Nel sondaggio realizzato fra i medici di medicina generale, per l’82% dei clinici è aumentata l’attenzione delle persone colpite da tumori nei confronti dei piccoli disturbi.

“Spesso i pazienti li percepiscono come un possibile segnale del ritorno del tumore e ne sono molto spaventati – spiega Claudio Cricelli, presidente SIMG (Società Italiana di Medicina Generale e delle Cure Primarie) –. Inoltre la comunicazione con la medicina del territorio si interrompe durante il percorso oncologico in ospedale, per riprendere solo dopo la fase acuta della malattia. La chiave di volta è costituita da una maggiore collaborazione fra oncologi e medici di famiglia, che questo progetto si propone di attuare. Va inoltre affrontata la questione dell’informazione sulle nuove molecole anticancro e sugli eventuali effetti collaterali a breve, medio e lungo termine.

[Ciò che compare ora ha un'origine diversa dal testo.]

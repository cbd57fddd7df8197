use crate::domain::model::InstanceCategory;
use crate::domain::novel::Novel;
use crate::domain::ports::InstanceDistance;
use crate::utils::error::Result;
use async_trait::async_trait;

const MALE_PRONOUNS: [&str; 4] = ["he", "him", "his", "himself"];
const FEMALE_PRONOUNS: [&str; 4] = ["she", "her", "hers", "herself"];

/// Gaps, in token positions, between consecutive gendered pronouns.
#[derive(Debug, Clone, Copy, Default)]
pub struct PronounDistance;

impl PronounDistance {
    pub fn new() -> Self {
        Self
    }

    fn matches(category: InstanceCategory, token: &str) -> bool {
        match category {
            InstanceCategory::Male => MALE_PRONOUNS.contains(&token),
            InstanceCategory::Female => FEMALE_PRONOUNS.contains(&token),
            InstanceCategory::Any => {
                MALE_PRONOUNS.contains(&token) || FEMALE_PRONOUNS.contains(&token)
            }
        }
    }
}

/// Distances between consecutive tokens matching `category`.
pub fn instance_distances(tokens: &[String], category: InstanceCategory) -> Vec<u64> {
    let positions: Vec<usize> = tokens
        .iter()
        .enumerate()
        .filter(|(_, token)| PronounDistance::matches(category, token))
        .map(|(index, _)| index)
        .collect();

    positions
        .windows(2)
        .map(|pair| (pair[1] - pair[0]) as u64)
        .collect()
}

#[async_trait]
impl InstanceDistance for PronounDistance {
    async fn distances(&self, novel: &Novel, category: InstanceCategory) -> Result<Vec<u64>> {
        let tokens = novel.tokenized_text().await?;
        Ok(instance_distances(&tokens, category))
    }

    async fn distances_pair(
        &self,
        novel: &Novel,
        a: InstanceCategory,
        b: InstanceCategory,
    ) -> Result<(Vec<u64>, Vec<u64>)> {
        let tokens = novel.tokenized_text().await?;
        Ok((
            instance_distances(&tokens, a),
            instance_distances(&tokens, b),
        ))
    }
}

I medici di famiglia non sempre li conoscono, perché non possono prescrivere i nuovi farmaci. Se i medici di medicina generale non conoscono le terapie praticate, gli effetti collaterali, gli esami da eseguire, la diagnostica per immagini e la prognosi, non si può pretendere che effettuino la presa in carico di questi pazienti. Un’esperienza interessante è quella promossa in Toscana: è stato creato un tavolo di lavoro con l’Istituto Toscano Tumori sul follow up del paziente a 5 e 10 anni dalla diagnosi. Stiamo definendo un protocollo, un documento dettagliato con cui il centro specialistico informa il medico di famiglia sulle terapie somministrate nei 10 anni precedenti e sugli eventuali effetti collaterali”.

“La creazione di un percorso strutturato fra oncologi, medici di famiglia e farmacisti può determinare le condizioni per una reale reintegrazione dei cittadini colpiti dal cancro nella società e nel mondo del lavoro – conclude Paolo Vintani, vicepresidente Federfarma Milano -. Nel percorso formativo dei farmacisti dovrebbe rientrare la definizione dei piccoli disturbi, anche per arginare la deriva rappresentata dal frequente ricorso da parte dei malati a metodi privi di basi scientifiche. In base a un’indagine condotta per l’Istituto dei Tumori di Milano, è emerso che il 70% delle persone colpite da cancro che non rientra in protocolli standard rigorosi si rivolge a vie diverse da quelle proprie della scienza. In questi casi, diventano essenziali la medicina del territorio e le farmacie, proprio per indirizzare i pazienti nella giusta direzione”.